What to produce — Lines to return, exactly: from the line with "pub fn new(columns: Vec<Column>)" to the line with "match (&v, columns[i].data_type)" in the entries below, both included.

Records provided —
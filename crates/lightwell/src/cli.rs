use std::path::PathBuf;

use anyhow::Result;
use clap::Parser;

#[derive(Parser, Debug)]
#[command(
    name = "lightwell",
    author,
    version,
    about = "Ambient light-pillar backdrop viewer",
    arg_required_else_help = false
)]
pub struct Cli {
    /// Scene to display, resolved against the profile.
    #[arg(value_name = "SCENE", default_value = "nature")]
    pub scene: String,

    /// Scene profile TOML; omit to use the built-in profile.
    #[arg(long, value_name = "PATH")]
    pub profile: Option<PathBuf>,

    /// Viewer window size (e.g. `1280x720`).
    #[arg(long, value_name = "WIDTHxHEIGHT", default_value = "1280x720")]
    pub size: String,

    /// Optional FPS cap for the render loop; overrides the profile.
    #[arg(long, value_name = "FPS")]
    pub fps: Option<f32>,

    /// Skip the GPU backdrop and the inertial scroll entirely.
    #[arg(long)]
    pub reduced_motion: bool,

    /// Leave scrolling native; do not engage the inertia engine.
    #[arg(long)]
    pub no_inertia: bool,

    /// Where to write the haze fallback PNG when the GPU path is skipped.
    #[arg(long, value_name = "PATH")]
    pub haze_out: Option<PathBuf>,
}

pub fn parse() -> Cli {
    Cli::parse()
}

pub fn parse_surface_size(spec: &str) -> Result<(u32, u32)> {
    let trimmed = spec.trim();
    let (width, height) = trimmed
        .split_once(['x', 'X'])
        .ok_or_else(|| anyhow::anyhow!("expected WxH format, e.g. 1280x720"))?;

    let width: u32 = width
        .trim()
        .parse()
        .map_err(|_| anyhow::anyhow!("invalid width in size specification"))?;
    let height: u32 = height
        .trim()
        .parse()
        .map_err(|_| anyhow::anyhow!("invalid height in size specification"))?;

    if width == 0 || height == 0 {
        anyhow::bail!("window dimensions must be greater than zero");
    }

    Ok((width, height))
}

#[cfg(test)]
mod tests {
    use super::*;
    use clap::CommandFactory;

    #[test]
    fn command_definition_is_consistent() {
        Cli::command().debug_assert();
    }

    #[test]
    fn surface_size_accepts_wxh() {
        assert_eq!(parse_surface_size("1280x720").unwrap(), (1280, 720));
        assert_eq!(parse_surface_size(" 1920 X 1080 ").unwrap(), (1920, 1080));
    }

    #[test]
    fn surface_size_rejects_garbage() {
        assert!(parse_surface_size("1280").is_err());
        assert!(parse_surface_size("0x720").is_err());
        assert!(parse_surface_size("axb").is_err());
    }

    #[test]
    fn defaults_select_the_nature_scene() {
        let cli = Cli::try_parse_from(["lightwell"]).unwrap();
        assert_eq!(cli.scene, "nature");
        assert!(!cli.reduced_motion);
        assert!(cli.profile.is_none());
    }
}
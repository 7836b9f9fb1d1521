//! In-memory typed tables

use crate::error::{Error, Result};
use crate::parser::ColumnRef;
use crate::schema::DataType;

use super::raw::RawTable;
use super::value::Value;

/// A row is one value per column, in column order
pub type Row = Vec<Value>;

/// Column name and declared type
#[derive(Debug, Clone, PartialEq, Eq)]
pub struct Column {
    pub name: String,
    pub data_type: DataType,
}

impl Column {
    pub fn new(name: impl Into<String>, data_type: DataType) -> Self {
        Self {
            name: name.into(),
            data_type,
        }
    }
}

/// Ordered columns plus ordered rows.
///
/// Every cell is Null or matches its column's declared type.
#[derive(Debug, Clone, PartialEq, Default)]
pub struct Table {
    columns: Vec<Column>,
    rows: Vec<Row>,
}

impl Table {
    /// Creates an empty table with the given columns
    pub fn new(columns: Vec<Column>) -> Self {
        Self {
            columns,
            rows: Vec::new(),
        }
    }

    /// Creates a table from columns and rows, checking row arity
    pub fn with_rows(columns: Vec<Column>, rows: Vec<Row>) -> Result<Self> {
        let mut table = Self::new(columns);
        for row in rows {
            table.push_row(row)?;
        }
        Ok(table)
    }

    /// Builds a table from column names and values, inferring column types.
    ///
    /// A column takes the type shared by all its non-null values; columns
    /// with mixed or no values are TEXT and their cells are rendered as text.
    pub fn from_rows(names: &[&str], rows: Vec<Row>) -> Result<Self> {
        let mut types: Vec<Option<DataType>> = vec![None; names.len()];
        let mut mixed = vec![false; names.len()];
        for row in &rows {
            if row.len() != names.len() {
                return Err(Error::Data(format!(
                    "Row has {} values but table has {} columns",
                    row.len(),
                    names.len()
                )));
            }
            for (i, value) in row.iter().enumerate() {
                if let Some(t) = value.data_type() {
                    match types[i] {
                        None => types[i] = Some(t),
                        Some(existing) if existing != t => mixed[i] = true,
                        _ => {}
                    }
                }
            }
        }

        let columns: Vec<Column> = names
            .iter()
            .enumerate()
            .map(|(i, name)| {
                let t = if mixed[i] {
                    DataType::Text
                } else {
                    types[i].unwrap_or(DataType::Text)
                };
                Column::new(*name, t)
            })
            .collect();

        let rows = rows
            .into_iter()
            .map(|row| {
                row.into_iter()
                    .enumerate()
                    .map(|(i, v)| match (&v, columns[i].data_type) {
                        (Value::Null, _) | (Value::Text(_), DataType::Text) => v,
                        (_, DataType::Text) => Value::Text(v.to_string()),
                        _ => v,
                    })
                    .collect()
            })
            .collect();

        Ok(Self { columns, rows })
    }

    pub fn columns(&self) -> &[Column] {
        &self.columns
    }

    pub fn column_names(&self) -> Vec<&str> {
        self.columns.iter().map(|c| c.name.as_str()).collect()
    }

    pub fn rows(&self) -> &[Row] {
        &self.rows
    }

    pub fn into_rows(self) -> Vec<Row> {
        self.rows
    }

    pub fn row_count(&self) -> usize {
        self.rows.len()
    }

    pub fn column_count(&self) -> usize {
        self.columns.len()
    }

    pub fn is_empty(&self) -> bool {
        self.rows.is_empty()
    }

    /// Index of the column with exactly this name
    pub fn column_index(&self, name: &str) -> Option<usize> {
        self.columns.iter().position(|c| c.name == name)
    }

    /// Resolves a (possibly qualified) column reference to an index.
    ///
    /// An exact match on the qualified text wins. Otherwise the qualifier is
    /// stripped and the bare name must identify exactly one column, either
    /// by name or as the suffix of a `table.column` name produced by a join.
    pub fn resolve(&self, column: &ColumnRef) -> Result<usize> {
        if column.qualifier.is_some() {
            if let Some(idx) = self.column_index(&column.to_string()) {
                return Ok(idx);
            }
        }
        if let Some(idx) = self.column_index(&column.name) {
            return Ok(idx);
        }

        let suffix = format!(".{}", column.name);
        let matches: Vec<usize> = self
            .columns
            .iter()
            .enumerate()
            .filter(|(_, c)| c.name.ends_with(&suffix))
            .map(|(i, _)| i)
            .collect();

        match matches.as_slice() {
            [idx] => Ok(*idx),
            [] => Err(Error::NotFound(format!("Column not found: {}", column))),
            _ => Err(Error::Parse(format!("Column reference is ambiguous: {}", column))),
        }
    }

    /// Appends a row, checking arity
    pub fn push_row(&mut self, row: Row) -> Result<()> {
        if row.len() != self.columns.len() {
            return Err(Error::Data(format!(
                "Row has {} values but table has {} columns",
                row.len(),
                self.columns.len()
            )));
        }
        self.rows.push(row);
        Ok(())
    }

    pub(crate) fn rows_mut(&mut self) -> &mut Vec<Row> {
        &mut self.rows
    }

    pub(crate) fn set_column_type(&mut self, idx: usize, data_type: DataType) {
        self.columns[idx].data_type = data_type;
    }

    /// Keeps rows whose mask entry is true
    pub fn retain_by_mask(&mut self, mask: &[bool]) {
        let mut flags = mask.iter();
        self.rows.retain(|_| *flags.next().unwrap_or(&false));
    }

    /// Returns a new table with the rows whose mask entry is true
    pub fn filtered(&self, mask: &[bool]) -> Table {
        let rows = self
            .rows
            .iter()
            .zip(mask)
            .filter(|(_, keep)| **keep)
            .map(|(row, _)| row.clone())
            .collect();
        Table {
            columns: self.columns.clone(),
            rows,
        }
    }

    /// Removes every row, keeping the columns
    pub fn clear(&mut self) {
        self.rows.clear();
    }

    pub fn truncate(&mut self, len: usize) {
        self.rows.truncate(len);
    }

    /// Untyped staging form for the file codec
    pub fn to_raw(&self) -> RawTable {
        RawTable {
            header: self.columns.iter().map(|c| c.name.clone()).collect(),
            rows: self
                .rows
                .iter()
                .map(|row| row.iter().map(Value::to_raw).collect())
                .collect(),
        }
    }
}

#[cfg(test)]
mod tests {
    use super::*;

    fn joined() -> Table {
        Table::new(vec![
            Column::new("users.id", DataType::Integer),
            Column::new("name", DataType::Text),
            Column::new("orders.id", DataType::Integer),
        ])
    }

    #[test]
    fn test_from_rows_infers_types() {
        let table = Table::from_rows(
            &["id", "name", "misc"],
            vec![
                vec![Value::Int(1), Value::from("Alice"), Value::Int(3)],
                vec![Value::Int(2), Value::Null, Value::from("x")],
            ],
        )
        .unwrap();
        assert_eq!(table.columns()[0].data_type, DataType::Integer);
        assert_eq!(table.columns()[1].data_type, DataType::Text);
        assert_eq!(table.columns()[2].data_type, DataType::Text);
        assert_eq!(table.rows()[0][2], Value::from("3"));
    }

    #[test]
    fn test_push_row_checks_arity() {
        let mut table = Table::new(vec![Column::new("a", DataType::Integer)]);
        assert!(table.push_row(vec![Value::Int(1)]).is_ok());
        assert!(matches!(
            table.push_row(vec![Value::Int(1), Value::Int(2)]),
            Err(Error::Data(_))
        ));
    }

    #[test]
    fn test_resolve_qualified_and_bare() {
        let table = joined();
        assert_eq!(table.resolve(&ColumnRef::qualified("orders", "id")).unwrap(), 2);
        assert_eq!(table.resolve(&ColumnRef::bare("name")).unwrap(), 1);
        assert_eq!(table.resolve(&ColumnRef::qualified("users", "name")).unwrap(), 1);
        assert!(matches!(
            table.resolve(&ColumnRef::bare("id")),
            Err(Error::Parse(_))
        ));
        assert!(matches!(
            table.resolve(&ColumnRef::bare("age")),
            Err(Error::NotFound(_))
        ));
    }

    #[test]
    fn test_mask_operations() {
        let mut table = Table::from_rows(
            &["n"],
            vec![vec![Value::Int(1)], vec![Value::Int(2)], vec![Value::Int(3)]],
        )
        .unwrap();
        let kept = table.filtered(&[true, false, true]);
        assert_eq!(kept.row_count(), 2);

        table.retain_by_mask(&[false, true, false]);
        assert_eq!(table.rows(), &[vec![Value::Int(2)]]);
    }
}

Task answer —
    pub fn new(columns: Vec<Column>) -> Self {
        Self {
            columns,
            rows: Vec::new(),
        }
    }

    /// Creates a table from columns and rows, checking row arity
    pub fn with_rows(columns: Vec<Column>, rows: Vec<Row>) -> Result<Self> {
        let mut table = Self::new(columns);
        for row in rows {
            table.push_row(row)?;
        }
        Ok(table)
    }

    /// Builds a table from column names and values, inferring column types.
    ///
    /// A column takes the type shared by all its non-null values; columns
    /// with mixed or no values are TEXT and their cells are rendered as text.
    pub fn from_rows(names: &[&str], rows: Vec<Row>) -> Result<Self> {
        let mut types: Vec<Option<DataType>> = vec![None; names.len()];
        let mut mixed = vec![false; names.len()];
        for row in &rows {
            if row.len() != names.len() {
                return Err(Error::Data(format!(
                    "Row has {} values but table has {} columns",
                    row.len(),
                    names.len()
                )));
            }
            for (i, value) in row.iter().enumerate() {
                if let Some(t) = value.data_type() {
                    match types[i] {
                        None => types[i] = Some(t),
                        Some(existing) if existing != t => mixed[i] = true,
                        _ => {}
                    }
                }
            }
        }

        let columns: Vec<Column> = names
            .iter()
            .enumerate()
            .map(|(i, name)| {
                let t = if mixed[i] {
                    DataType::Text
                } else {
                    types[i].unwrap_or(DataType::Text)
                };
                Column::new(*name, t)
            })
            .collect();

        let rows = rows
            .into_iter()
            .map(|row| {
                row.into_iter()
                    .enumerate()
                    .map(|(i, v)| match (&v, columns[i].data_type) {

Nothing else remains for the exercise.